I can’t believe your time as a preschooler has come to pass. Everyone told me it would go quickly, and of course they were right. I didn’t want to believe them. I mean, three years is a long time, or so I thought. But time is a clever thing, isn’t it? Always propelling us forward whether we’re ready or not. (And in this case, not.)
As I drove you to preschool for the last time, all I wanted to do was to savor every minute.
Even though we arrived early, drop off was over in a blink. Then I blinked again and a few short hours later we were filing in to watch your preschool graduation ceremony. I was in complete disbelief. Where did those three years go? All the pick ups and drop offs, field trips, and cuddle mornings–just done.
I am going to miss those cuddle mornings, otherwise known as the few lazy mornings we had in between preschool days. Spending those days in our pajamas–playing superheroes, baking, and building tall towers, just to knock them down–those were some of the best days!
Then it happened. You walked in, graduation cap placed precisely on your head. My thoughts of time vanished as I saw you beaming from ear to ear. Your big blue eyes and vigorous wave could not be missed! The lights dimmed and the slideshow began. (Cue the tears.) It was as if a switch had been flipped, and I began replaying every memory in my head.
I remember walking you in on that very first day.
You were surefooted from the start. Selfishly, I wanted you to hold on just a moment longer, but you were ready. I could hear your little three-year-old voice as we were heading to your second week of preschool. “Mommy, I know the sound for the letter A.” “Mommy we learned about ______ composer in music class.” “Mommy look at my art project, it’s very sparkly.” “I got to ride on a SCHOOL BUS!” “Did you know a caterpillar makes a chrysalis?” Somewhere along the way you went from a tiny three-year-old to a bold six-year-old, who starts most sentences with the word, “actually.”

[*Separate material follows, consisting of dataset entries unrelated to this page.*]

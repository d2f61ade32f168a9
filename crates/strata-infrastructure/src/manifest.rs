//! Registration manifests
//!
//! A manifest carries a type catalog and a record list in one JSON or TOML
//! document, so a host can compose without linking descriptor code.
//!
//! ```toml
//! [[types]]
//! name = { namespace = "Shop", name = "IProduct" }
//! kind = "interface"
//! is_abstract = true
//!
//! [[records]]
//! implementation_type = { kind = "named", definition = { namespace = "Shop", name = "Battery" } }
//! lifetime = "singleton"
//! ```

use std::path::Path;

use serde::{Deserialize, Serialize};
use strata_domain::error::{Error, Result};
use strata_domain::ports::TypeDescriptor;
use strata_domain::value_objects::RegistrationRecord;
use tracing::debug;

use crate::catalog::InMemoryTypeCatalog;
use crate::error_ext::ErrorContext;

/// Types and records loaded from one document
#[derive(Debug, Clone, Default, PartialEq, Serialize, Deserialize)]
pub struct RegistrationManifest {
    /// Type descriptions
    #[serde(default)]
    pub types: Vec<TypeDescriptor>,
    /// Registration records, in registration order
    #[serde(default)]
    pub records: Vec<RegistrationRecord>,
}

impl RegistrationManifest {
    /// Parse a JSON manifest
    pub fn from_json_str(content: &str) -> Result<Self> {
        let manifest: Self = serde_json::from_str(content)?;
        manifest.validate()?;
        Ok(manifest)
    }

    /// Parse a TOML manifest
    pub fn from_toml_str(content: &str) -> Result<Self> {
        let manifest: Self =
            toml::from_str(content).config_context("Failed to parse TOML manifest")?;
        manifest.validate()?;
        Ok(manifest)
    }

    /// Load a manifest, choosing the format by file extension
    pub fn load<P: AsRef<Path>>(path: P) -> Result<Self> {
        let path = path.as_ref();
        let content = std::fs::read_to_string(path)
            .io_context(format!("Failed to read manifest: {}", path.display()))?;
        let manifest = match path.extension().and_then(|e| e.to_str()) {
            Some("json") => Self::from_json_str(&content)?,
            Some("toml") => Self::from_toml_str(&content)?,
            other => {
                return Err(Error::configuration(format!(
                    "Unsupported manifest extension: {}",
                    other.unwrap_or("<none>")
                )));
            }
        };
        debug!(
            path = %path.display(),
            types = manifest.types.len(),
            records = manifest.records.len(),
            "Loaded registration manifest"
        );
        Ok(manifest)
    }

    /// Serialize as pretty JSON
    pub fn to_json_string(&self) -> Result<String> {
        Ok(serde_json::to_string_pretty(self)?)
    }

    /// Check every record
    pub fn validate(&self) -> Result<()> {
        self.records.iter().try_for_each(RegistrationRecord::validate)
    }

    /// Catalog over the manifest's types
    pub fn to_catalog(&self) -> InMemoryTypeCatalog {
        self.types.iter().cloned().collect()
    }
}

I can’t begin to thank your teachers enough for the role they played in your growth and development. It was evident every day I picked you up. Those ladies were a permanent topic of conversation in our home, and I wouldn’t have had it any other way. There are no words to express my gratitude for the love and kindness they filled their classroom with each day.
Darling girl, I am so proud of you!
So, please bear with me, as I shed some tears with each new milestone you reach. It isn’t that I don’t want you to grow and succeed. I do. I want so much for you. But I also know that with each milestone, you will need me just a little bit less. It’s the natural order of things, I know. But today, just let me hold you a little longer.